The infections are from the same subtype of bird flu that has been infecting wild birds and poultry flocks globally for more than two years, also killing several mammal species that likely contracted the virus from consuming sick or dead birds.

Officials say there is no evidence of human-to-human transmission of bird flu, or namely H5N1, inside the United States.

Other Positive Cases

Currently, there are 11 dairy herds with confirmed positive cases in cattle, said the U.S. Department of Agriculture (USDA) earlier this week, including seven farms in Texas, two in Kansas, one in New Mexico, and one in Michigan.

“There continues to be no concern that this circumstance poses a risk to consumer health, or that it affects the safety of the commercial milk supply because products are pasteurized before entering the market,” the agency said.

It added that dairies are “required to send only milk from healthy animals into processing for human consumption; milk from impacted animals is being diverted from the commercial milk tank or destroyed so that it does not enter the human food supply. In addition, pasteurization has continually proven to inactivate bacteria and viruses, like influenza, in milk.”
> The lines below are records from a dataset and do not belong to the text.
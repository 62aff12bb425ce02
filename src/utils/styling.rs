//! Terminal styling for the command-line output

use std::path::Path;

use console::{style, Emoji};

// Emoji icons with fallbacks for terminals that don't support them
pub static INFO: Emoji<'_, '_> = Emoji("ℹ️  ", "[*] ");
pub static ROCKET: Emoji<'_, '_> = Emoji("🚀 ", ">> ");
pub static FOLDER: Emoji<'_, '_> = Emoji("📂 ", "");
pub static TARGET: Emoji<'_, '_> = Emoji("🎯 ", "");
pub static SAVE: Emoji<'_, '_> = Emoji("💾 ", "");
pub static MODEL: Emoji<'_, '_> = Emoji("🧠 ", "");

/// Print the application banner
pub fn print_banner(version: &str) {
    println!();
    println!(
        "    {} {}",
        style("creditcheck").cyan().bold(),
        style(format!("v{}", version)).dim()
    );
    println!("    {}", style("Credit risk classification pipeline").dim());
    println!("    {}", style("━".repeat(50)).dim());
    println!();
}

/// Print the training configuration card
pub fn print_training_config(source: &Path, target: &str, classifier: &str, model_path: &Path) {
    let box_width = 56;
    let line = "─".repeat(box_width - 2);

    println!("    ┌{}┐", line);
    println!("    │ {:<52} │", style("Configuration").cyan().bold());
    println!("    ├{}┤", line);
    println!("    │  {}Data:       {:<37}│", FOLDER, truncate_path(source, 36));
    println!("    │  {}Target:     {:<37}│", TARGET, truncate_string(target, 36));
    println!("    │  {}Classifier: {:<37}│", MODEL, truncate_string(classifier, 36));
    println!("    │  {}Model:      {:<37}│", SAVE, truncate_path(model_path, 36));
    println!("    └{}┘", line);
    println!();
}

/// Print a step header
pub fn print_step_header(step_num: u8, title: &str) {
    println!();
    println!(
        "    {} {} {}",
        style(format!("STEP {}", step_num)).cyan().bold(),
        style("│").dim(),
        style(title).white().bold()
    );
    println!("    {}", style("─".repeat(50)).dim());
}

pub fn print_success(message: &str) {
    println!("    {} {}", style("✓").green().bold(), style(message).green());
}

pub fn print_info(message: &str) {
    println!("    {}{}", INFO, message);
}

/// Print the final completion message
pub fn print_completion(message: &str) {
    println!();
    println!("    {}{}", ROCKET, style(message).green().bold());
    println!();
}

fn truncate_path(path: &Path, max_len: usize) -> String {
    truncate_string(&path.display().to_string(), max_len)
}

/// Keep the tail of a long string, prefixed with "..."
pub fn truncate_string(s: &str, max_len: usize) -> String {
    let chars: Vec<char> = s.chars().collect();
    if chars.len() <= max_len {
        s.to_string()
    } else {
        let tail: String = chars[chars.len() - (max_len - 3)..].iter().collect();
        format!("...{}", tail)
    }
}

#[cfg(test)]
mod tests {
    use super::*;

    #[test]
    fn test_truncate_string_keeps_tail() {
        assert_eq!(truncate_string("short", 10), "short");
        assert_eq!(truncate_string("artifacts/model.json", 10), "...el.json");
    }
}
“Pasteurization is required for any milk entering interstate commerce for human consumption,” the USDA said. “FDA’s longstanding position is that unpasteurized, raw milk can harbor dangerous microorganisms that can pose serious health risks to consumers, and FDA is reminding consumers of the risks associated with raw milk consumption in light of the HPAI detections.”

Proponents of raw milk say it’s healthier because it contains more antimicrobials, is easier to digest, and has more amino acids.

CDC Director Responds

On Wednesday, CDC Director Mandy Cohen told ABC News that officials have been prepared for an avian influenza outbreak for the past 20 years.

Federal health officials, she added, have been “working on avian flu and preparing for it [in humans] for 20 years” and that “we’ve invested in our ability to test for it, to prevent it, to treat it.”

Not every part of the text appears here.